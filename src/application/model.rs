//! 描画用モデルに関係するモジュール。

use crate::rendering::{LineVertex, ModelVertex};
use anyhow::Result;

use glium::{backend::Facade, index::PrimitiveType, IndexBuffer, VertexBuffer};
use itertools::Itertools;
use log::info;
use ultraviolet::{Vec2, Vec3};
use weavy_crab::{Face, Material, Model};

/// 法線を持たない頂点に使う法線。
const DEFAULT_NORMAL: [f32; 3] = [0.0, 0.0, 1.0];

/// 同じマテリアルで描画される VBO/IBO の組を表す。
#[derive(Debug)]
pub struct ModelGroup {
    material_name: String,
    vertex_buffer: VertexBuffer<ModelVertex>,
    index_buffer: IndexBuffer<u32>,
}

impl ModelGroup {
    /// マテリアル名を返す。マテリアル未指定なら空文字列。
    pub fn material_name(&self) -> &str {
        &self.material_name
    }

    /// VBO を返す。
    pub fn vertex_buffer(&self) -> &VertexBuffer<ModelVertex> {
        &self.vertex_buffer
    }

    /// IBO を返す。
    pub fn index_buffer(&self) -> &IndexBuffer<u32> {
        &self.index_buffer
    }

    fn from_buffers(
        facade: &impl Facade,
        material_name: &str,
        vertices: &[ModelVertex],
        indices: &[u32],
    ) -> Result<ModelGroup> {
        let vertex_buffer = VertexBuffer::new(facade, vertices)?;
        let index_buffer = IndexBuffer::new(facade, PrimitiveType::TrianglesList, indices)?;

        Ok(ModelGroup {
            material_name: material_name.to_owned(),
            vertex_buffer,
            index_buffer,
        })
    }
}

/// マテリアルが連続する面ごとに `ModelGroup` を作る。
pub fn upload_groups<H>(facade: &impl Facade, model: &Model<H>) -> Result<Vec<ModelGroup>> {
    let mut groups = vec![];
    for run in model.material_runs() {
        let (vertices, indices) = triangulate(model, run.faces);
        if indices.is_empty() {
            continue;
        }
        groups.push(ModelGroup::from_buffers(
            facade,
            run.material_name,
            &vertices,
            &indices,
        )?);
    }

    info!(
        "Uploaded {} draw groups for {} faces",
        groups.len(),
        model.face_count()
    );
    Ok(groups)
}

/// グループの描画に使うマテリアルを引く。名前が空か、どのライブラリにも
/// 定義されていなければ `None` で、既定色で描画される。
pub fn group_material<'m, H>(
    model: &'m Model<H>,
    group_name: &str,
) -> Option<&'m Material<H>> {
    if group_name.is_empty() {
        None
    } else {
        model.material(group_name)
    }
}

/// 読み込みに失敗したときに表示する立方体を作る。
pub fn upload_fallback_cube(facade: &impl Facade) -> Result<ModelGroup> {
    let (vertices, indices) = cube_mesh();
    ModelGroup::from_buffers(facade, "", &vertices, &indices)
}

/// 原点から伸びる X/Y/Z 軸 (赤/緑/青) の VBO を作る。
pub fn upload_axes(facade: &impl Facade, length: f32) -> Result<VertexBuffer<LineVertex>> {
    Ok(VertexBuffer::new(facade, &axis_lines(length))?)
}

/// 面を扇形に三角形分割し、頂点と三角形リストのインデックスに変換する。
/// 有効な頂点が 3 つ未満の面は何も生成しない。
pub fn triangulate<H>(model: &Model<H>, faces: &[Face]) -> (Vec<ModelVertex>, Vec<u32>) {
    let mut vertices = vec![];
    let mut indices = vec![];

    for face in faces {
        let vertex_base = vertices.len() as u32;
        let face_vertices: Vec<_> = model.face_vertices(face).collect();
        if face_vertices.len() < 3 {
            continue;
        }

        vertices.extend(face_vertices.iter().map(|v| ModelVertex {
            position: v.position.into(),
            normal: v.normal.map_or(DEFAULT_NORMAL, |n| n.into()),
            uv: v.uv.unwrap_or_else(Vec2::zero).into(),
        }));
        for (i, j) in (1..face_vertices.len() as u32).tuple_windows() {
            indices.push(vertex_base);
            indices.push(vertex_base + i);
            indices.push(vertex_base + j);
        }
    }

    (vertices, indices)
}

/// 一辺 1 の立方体。
pub fn cube_mesh() -> (Vec<ModelVertex>, Vec<u32>) {
    let sides = [
        (Vec3::unit_x(), Vec3::unit_y()),
        (-Vec3::unit_x(), Vec3::unit_y()),
        (Vec3::unit_y(), Vec3::unit_z()),
        (-Vec3::unit_y(), Vec3::unit_z()),
        (Vec3::unit_z(), Vec3::unit_x()),
        (-Vec3::unit_z(), Vec3::unit_x()),
    ];

    let mut vertices = Vec::with_capacity(24);
    let mut indices = Vec::with_capacity(36);
    for &(normal, up) in &sides {
        let right = up.cross(normal);
        let base = vertices.len() as u32;
        let corners = [(-1.0, -1.0), (1.0, -1.0), (1.0, 1.0), (-1.0, 1.0)];
        for &(r, u) in &corners {
            let position = (normal + right * r + up * u) * 0.5;
            vertices.push(ModelVertex {
                position: position.into(),
                normal: normal.into(),
                uv: [(r + 1.0) * 0.5, (u + 1.0) * 0.5],
            });
        }
        indices.extend_from_slice(&[base, base + 1, base + 2, base, base + 2, base + 3]);
    }

    (vertices, indices)
}

fn axis_lines(length: f32) -> Vec<LineVertex> {
    let axes = [
        (Vec3::unit_x(), [1.0, 0.0, 0.0]),
        (Vec3::unit_y(), [0.0, 1.0, 0.0]),
        (Vec3::unit_z(), [0.0, 0.0, 1.0]),
    ];
    axes.iter()
        .flat_map(|&(direction, color)| {
            vec![
                LineVertex {
                    position: [0.0, 0.0, 0.0],
                    color,
                },
                LineVertex {
                    position: (direction * length).into(),
                    color,
                },
            ]
        })
        .collect()
}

* Work instruction: Write down the entire listing above verbatim.

* Reply:
filename src/application/model.rs
//! 描画用モデルに関係するモジュール。

use crate::rendering::{LineVertex, ModelVertex};
use anyhow::Result;

use glium::{backend::Facade, index::PrimitiveType, IndexBuffer, VertexBuffer};
use itertools::Itertools;
use log::info;
use ultraviolet::{Vec2, Vec3};
use weavy_crab::{Face, Material, Model};

/// 法線を持たない頂点に使う法線。
const DEFAULT_NORMAL: [f32; 3] = [0.0, 0.0, 1.0];

/// 同じマテリアルで描画される VBO/IBO の組を表す。
#[derive(Debug)]
pub struct ModelGroup {
    material_name: String,
    vertex_buffer: VertexBuffer<ModelVertex>,
    index_buffer: IndexBuffer<u32>,
}

impl ModelGroup {
    /// マテリアル名を返す。マテリアル未指定なら空文字列。
    pub fn material_name(&self) -> &str {
        &self.material_name
    }

    /// VBO を返す。
    pub fn vertex_buffer(&self) -> &VertexBuffer<ModelVertex> {
        &self.vertex_buffer
    }

    /// IBO を返す。
    pub fn index_buffer(&self) -> &IndexBuffer<u32> {
        &self.index_buffer
    }

    fn from_buffers(
        facade: &impl Facade,
        material_name: &str,
        vertices: &[ModelVertex],
        indices: &[u32],
    ) -> Result<ModelGroup> {
        let vertex_buffer = VertexBuffer::new(facade, vertices)?;
        let index_buffer = IndexBuffer::new(facade, PrimitiveType::TrianglesList, indices)?;

        Ok(ModelGroup {
            material_name: material_name.to_owned(),
            vertex_buffer,
            index_buffer,
        })
    }
}

/// マテリアルが連続する面ごとに `ModelGroup` を作る。
pub fn upload_groups<H>(facade: &impl Facade, model: &Model<H>) -> Result<Vec<ModelGroup>> {
    let mut groups = vec![];
    for run in model.material_runs() {
        let (vertices, indices) = triangulate(model, run.faces);
        if indices.is_empty() {
            continue;
        }
        groups.push(ModelGroup::from_buffers(
            facade,
            run.material_name,
            &vertices,
            &indices,
        )?);
    }

    info!(
        "Uploaded {} draw groups for {} faces",
        groups.len(),
        model.face_count()
    );
    Ok(groups)
}

/// グループの描画に使うマテリアルを引く。名前が空か、どのライブラリにも
/// 定義されていなければ `None` で、既定色で描画される。
pub fn group_material<'m, H>(
    model: &'m Model<H>,
    group_name: &str,
) -> Option<&'m Material<H>> {
    if group_name.is_empty() {
        None
    } else {
        model.material(group_name)
    }
}

/// 読み込みに失敗したときに表示する立方体を作る。
pub fn upload_fallback_cube(facade: &impl Facade) -> Result<ModelGroup> {
    let (vertices, indices) = cube_mesh();
    ModelGroup::from_buffers(facade, "", &vertices, &indices)
}

/// 原点から伸びる X/Y/Z 軸 (赤/緑/青) の VBO を作る。
pub fn upload_axes(facade: &impl Facade, length: f32) -> Result<VertexBuffer<LineVertex>> {
    Ok(VertexBuffer::new(facade, &axis_lines(length))?)
}

/// 面を扇形に三角形分割し、頂点と三角形リストのインデックスに変換する。
/// 有効な頂点が 3 つ未満の面は何も生成しない。
pub fn triangulate<H>(model: &Model<H>, faces: &[Face]) -> (Vec<ModelVertex>, Vec<u32>) {
    let mut vertices = vec![];
    let mut indices = vec![];

    for face in faces {
        let vertex_base = vertices.len() as u32;
        let face_vertices: Vec<_> = model.face_vertices(face).collect();
        if face_vertices.len() < 3 {
            continue;
        }

        vertices.extend(face_vertices.iter().map(|v| ModelVertex {
            position: v.position.into(),
            normal: v.normal.map_or(DEFAULT_NORMAL, |n| n.into()),
            uv: v.uv.unwrap_or_else(Vec2::zero).into(),
        }));
        for (i, j) in (1..face_vertices.len() as u32).tuple_windows() {
            indices.push(vertex_base);
            indices.push(vertex_base + i);
            indices.push(vertex_base + j);
        }
    }

    (vertices, indices)
}

/// 一辺 1 の立方体。
pub fn cube_mesh() -> (Vec<ModelVertex>, Vec<u32>) {
    let sides = [
        (Vec3::unit_x(), Vec3::unit_y()),
        (-Vec3::unit_x(), Vec3::unit_y()),
        (Vec3::unit_y(), Vec3::unit_z()),
        (-Vec3::unit_y(), Vec3::unit_z()),
        (Vec3::unit_z(), Vec3::unit_x()),
        (-Vec3::unit_z(), Vec3::unit_x()),
    ];

    let mut vertices = Vec::with_capacity(24);
    let mut indices = Vec::with_capacity(36);
    for &(normal, up) in &sides {
        let right = up.cross(normal);
        let base = vertices.len() as u32;
        let corners = [(-1.0, -1.0), (1.0, -1.0), (1.0, 1.0), (-1.0, 1.0)];
        for &(r, u) in &corners {
            let position = (normal + right * r + up * u) * 0.5;
            vertices.push(ModelVertex {
                position: position.into(),
                normal: normal.into(),
                uv: [(r + 1.0) * 0.5, (u + 1.0) * 0.5],
            });
        }
        indices.extend_from_slice(&[base, base + 1, base + 2, base, base + 2, base + 3]);
    }

    (vertices, indices)
}

fn axis_lines(length: f32) -> Vec<LineVertex> {
    let axes = [
        (Vec3::unit_x(), [1.0, 0.0, 0.0]),
        (Vec3::unit_y(), [0.0, 1.0, 0.0]),
        (Vec3::unit_z(), [0.0, 0.0, 1.0]),
    ];
    axes.iter()
        .flat_map(|&(direction, color)| {
            vec![
                LineVertex {
                    position: [0.0, 0.0, 0.0],
                    color,
                },
                LineVertex {
                    position: (direction * length).into(),
                    color,
                },
            ]
        })
        .collect()
}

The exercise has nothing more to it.